IP Protection

Friend or foe in vaccine development?

IP Protection

The COVID-19 pandemic has put a spotlight on the value of intellectual property (“IP”) protection and the tension between public health and IP rights. There has been discussion about overriding IP rights through a waiver of the protection afforded by the Agreement on Trade-Related Aspects of Intellectual Property Rights (“TRIPs”). The proponents for the waiver say that IP rights pose a barrier to rapid access to affordable medical products, including vaccines for people in dire need. On the other hand, the opponents say that there is no indication that IP rights had hindered the availability of vaccines or therapeutics during the pandemic.

So — is IP protection friend or foe in vaccine development? It is complicated, much more complicated than the relationship between Jane, Jake, and Adam in It’s Complicated (2009).

Vaccines are highly complex biologic agents and regulatory law plays a major role in ensuring the delivery of safe and effective vaccines. Biologic agents are isolated from a natural source, rather than being artificially synthesized. As a result, biologics are complex mixtures that cannot be easily identified or characterized.

Regulatory approval of pharmaceutical agents after extremely rigorous testing ensures that only agents that are safe and effective are sold to the public. Beyond regulatory law, IP rights may also play a role in the delivery of safe and effective vaccines. Robert DeBerardine, the chief patent attorney of Johnson & Johnson said that the company’s IP rights allow it to pick the best partners and enter into agreements with them to make and distribute safe and effective vaccines.

There are intersections between IP rights and public health concerns in making vaccines affordable and widely available. In the case of mRNA vaccines, there are numerous patents involved. Vaccine developers may need to pay royalties to use patented technologies owned by third parties (driving up the cost of the vaccine), and will want to ensure that their own technological developments are protected by appropriate patents (ensuring their unique position with respect to competitors in the marketplace).

During the early stages of the pandemic, no company wanted to be seen as holding up the pandemic response by asserting its patent rights, and the public health interest in rapidly scaling and delivering vaccines prevailed. However, now that the urgency of the pandemic is fading, we are starting to see in the US the filing of offensive and defensive litigation by holders of patent rights relevant to the mRNA vaccines. Such disputes have the potential to curtail the availability of vaccines if manufacturers are uncertain of the outcome of such litigation.
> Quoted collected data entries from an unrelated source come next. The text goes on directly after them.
//! Per-key limiter state.
//!
//! The outer map lock is only taken for writing when a key is first seen or
//! purged. Admission decisions lock a single key's entry.

use std::collections::HashMap;
use std::sync::{Arc, Mutex, RwLock};
use std::time::Duration;
use tokio::time::Instant;

/// State a limiter keeps per key.
pub(crate) trait KeyState: Send + 'static {
    /// Whether the state is indistinguishable from a fresh one at `now`.
    fn settled(&self, now: Instant) -> bool;
}

struct Entry<S> {
    state: S,
    last_seen: Instant,
    /// Set once the entry has left the map. Holders of a stale handle retry.
    removed: bool,
}

pub(crate) struct KeyedState<S> {
    entries: RwLock<HashMap<String, Arc<Mutex<Entry<S>>>>>,
}

impl<S: KeyState> KeyedState<S> {
    pub(crate) fn new() -> Self {
        Self {
            entries: RwLock::new(HashMap::new()),
        }
    }

    fn entry(&self, key: &str) -> Option<Arc<Mutex<Entry<S>>>> {
        self.entries
            .read()
            .unwrap_or_else(|e| e.into_inner())
            .get(key)
            .cloned()
    }

    fn insert(&self, key: &str, now: Instant, init: &impl Fn() -> S) -> Arc<Mutex<Entry<S>>> {
        let mut entries = self.entries.write().unwrap_or_else(|e| e.into_inner());
        Arc::clone(entries.entry(key.to_string()).or_insert_with(|| {
            Arc::new(Mutex::new(Entry {
                state: init(),
                last_seen: now,
                removed: false,
            }))
        }))
    }

    /// Run `f` on the key's state, creating it with `init` when absent.
    pub(crate) fn update<T>(
        &self,
        key: &str,
        now: Instant,
        init: impl Fn() -> S,
        f: impl FnOnce(&mut S) -> T,
    ) -> T {
        loop {
            let entry = match self.entry(key) {
                Some(entry) => entry,
                None => self.insert(key, now, &init),
            };

            let mut entry = entry.lock().unwrap_or_else(|e| e.into_inner());
            // Purged or reset between the lookup and the lock.
            if entry.removed {
                continue;
            }
            entry.last_seen = now;
            return f(&mut entry.state);
        }
    }

    /// Read the key's state without recording activity.
    pub(crate) fn inspect<T>(&self, key: &str, f: impl FnOnce(&mut S) -> T) -> Option<T> {
        let entry = self.entry(key)?;
        let mut entry = entry.lock().unwrap_or_else(|e| e.into_inner());
        Some(f(&mut entry.state))
    }

    pub(crate) fn remove(&self, key: &str) -> bool {
        let removed = self
            .entries
            .write()
            .unwrap_or_else(|e| e.into_inner())
            .remove(key);
        match removed {
            Some(entry) => {
                entry.lock().unwrap_or_else(|e| e.into_inner()).removed = true;
                true
            }
            None => false,
        }
    }

    /// Drop keys idle for at least `idle` whose state has settled.
    ///
    /// Entries locked by an in-flight decision are active and kept.
    pub(crate) fn purge(&self, now: Instant, idle: Duration) -> usize {
        let mut entries = self.entries.write().unwrap_or_else(|e| e.into_inner());
        let before = entries.len();
        entries.retain(|_, entry| match entry.try_lock() {
            Ok(mut entry) => {
                let keep = now.saturating_duration_since(entry.last_seen) < idle
                    || !entry.state.settled(now);
                entry.removed = !keep;
                keep
            }
            Err(_) => true,
        });
        before - entries.len()
    }

    pub(crate) fn len(&self) -> usize {
        self.entries.read().unwrap_or_else(|e| e.into_inner()).len()
    }
}
//! Tracing subscriber setup for binaries that embed the core.

use tracing_subscriber::EnvFilter;

/// Install a formatting subscriber.
///
/// `RUST_LOG` overrides `default_filter` when set. Returns `false` if a
/// global subscriber was already installed.
pub fn init_tracing(default_filter: &str) -> bool {
    let filter =
        EnvFilter::try_from_default_env().unwrap_or_else(|_| EnvFilter::new(default_filter));

    tracing_subscriber::fmt()
        .with_env_filter(filter)
        .try_init()
        .is_ok()
}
It is important to know that governments do have the legal authority to override patent rights through the grant of compulsory licenses if the needs of the public for a patented technology are not being met, and Canada even introduced legislation specific to the COVID-19 pandemic, although the relevant provisions expired without being used.
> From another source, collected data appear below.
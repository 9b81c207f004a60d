//! Token issuance and validation configuration.

use serde::{Deserialize, Serialize};
use std::time::Duration;

/// How required scopes are matched against a token's scopes.
#[derive(Debug, Clone, Copy, Serialize, Deserialize, Default, PartialEq, Eq)]
#[serde(rename_all = "lowercase")]
pub enum ScopeMatch {
    /// The token must carry every required scope.
    #[default]
    All,
    /// The token must carry at least one required scope.
    Any,
}

impl ScopeMatch {
    /// Check `granted` against `required`. An empty requirement always passes.
    pub fn satisfied(&self, required: &[String], granted: impl Fn(&str) -> bool) -> bool {
        if required.is_empty() {
            return true;
        }
        match self {
            Self::All => required.iter().all(|s| granted(s)),
            Self::Any => required.iter().any(|s| granted(s)),
        }
    }
}

/// Configuration for the token service.
#[derive(Debug, Clone, Serialize, Deserialize)]
pub struct TokenConfig {
    /// Issuer written into newly issued tokens.
    #[serde(default = "default_issuer")]
    pub issuer: String,

    /// Lifetime of access and ID tokens.
    #[serde(default = "default_access_validity", with = "super::duration")]
    pub access_validity: Duration,

    /// Lifetime of refresh tokens.
    #[serde(default = "default_refresh_validity", with = "super::duration")]
    pub refresh_validity: Duration,

    /// Tolerance applied to `not_before` and `expires_at` checks.
    #[serde(default = "default_clock_skew", with = "super::duration")]
    pub clock_skew: Duration,

    /// How long token records are kept after they expire.
    #[serde(default = "default_retention", with = "super::duration")]
    pub retention: Duration,

    /// How often expired records are purged from the store.
    #[serde(default = "default_cleanup_interval", with = "super::duration")]
    pub cleanup_interval: Duration,

    /// Accepted issuers. Empty means any issuer.
    #[serde(default)]
    pub allowed_issuers: Vec<String>,

    /// Accepted audiences. Empty means any audience.
    #[serde(default)]
    pub allowed_audiences: Vec<String>,

    /// Scopes granted to tokens issued without any.
    #[serde(default)]
    pub default_scopes: Vec<String>,

    /// Default scope matching mode for validation requests.
    #[serde(default)]
    pub scope_match: ScopeMatch,
}

impl Default for TokenConfig {
    fn default() -> Self {
        Self {
            issuer: default_issuer(),
            access_validity: default_access_validity(),
            refresh_validity: default_refresh_validity(),
            clock_skew: default_clock_skew(),
            retention: default_retention(),
            cleanup_interval: default_cleanup_interval(),
            allowed_issuers: Vec::new(),
            allowed_audiences: Vec::new(),
            default_scopes: Vec::new(),
            scope_match: ScopeMatch::default(),
        }
    }
}

impl TokenConfig {
    /// The longest lifetime any issued token can have.
    pub fn max_token_lifetime(&self) -> Duration {
        self.access_validity.max(self.refresh_validity)
    }
}

fn default_issuer() -> String {
    "warden".to_string()
}

fn default_access_validity() -> Duration {
    Duration::from_secs(60 * 60)
}

fn default_refresh_validity() -> Duration {
    Duration::from_secs(24 * 60 * 60)
}

fn default_clock_skew() -> Duration {
    Duration::from_secs(2 * 60)
}

fn default_retention() -> Duration {
    Duration::from_secs(24 * 60 * 60)
}

fn default_cleanup_interval() -> Duration {
    Duration::from_secs(5 * 60)
}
Friend or Foe — maybe both? IP protection can be a friend — as it provides a foundation by which diverse stakeholders can collaborate and deliver successful technologies to the global market safely and quickly, knowing the contributions derived from their investments will remain theirs. However, IP protection can also be a foe as companies could potentially hold up the pandemic response by asserting their respective IP rights, as we are starting to see now that the worst of the pandemic seems over.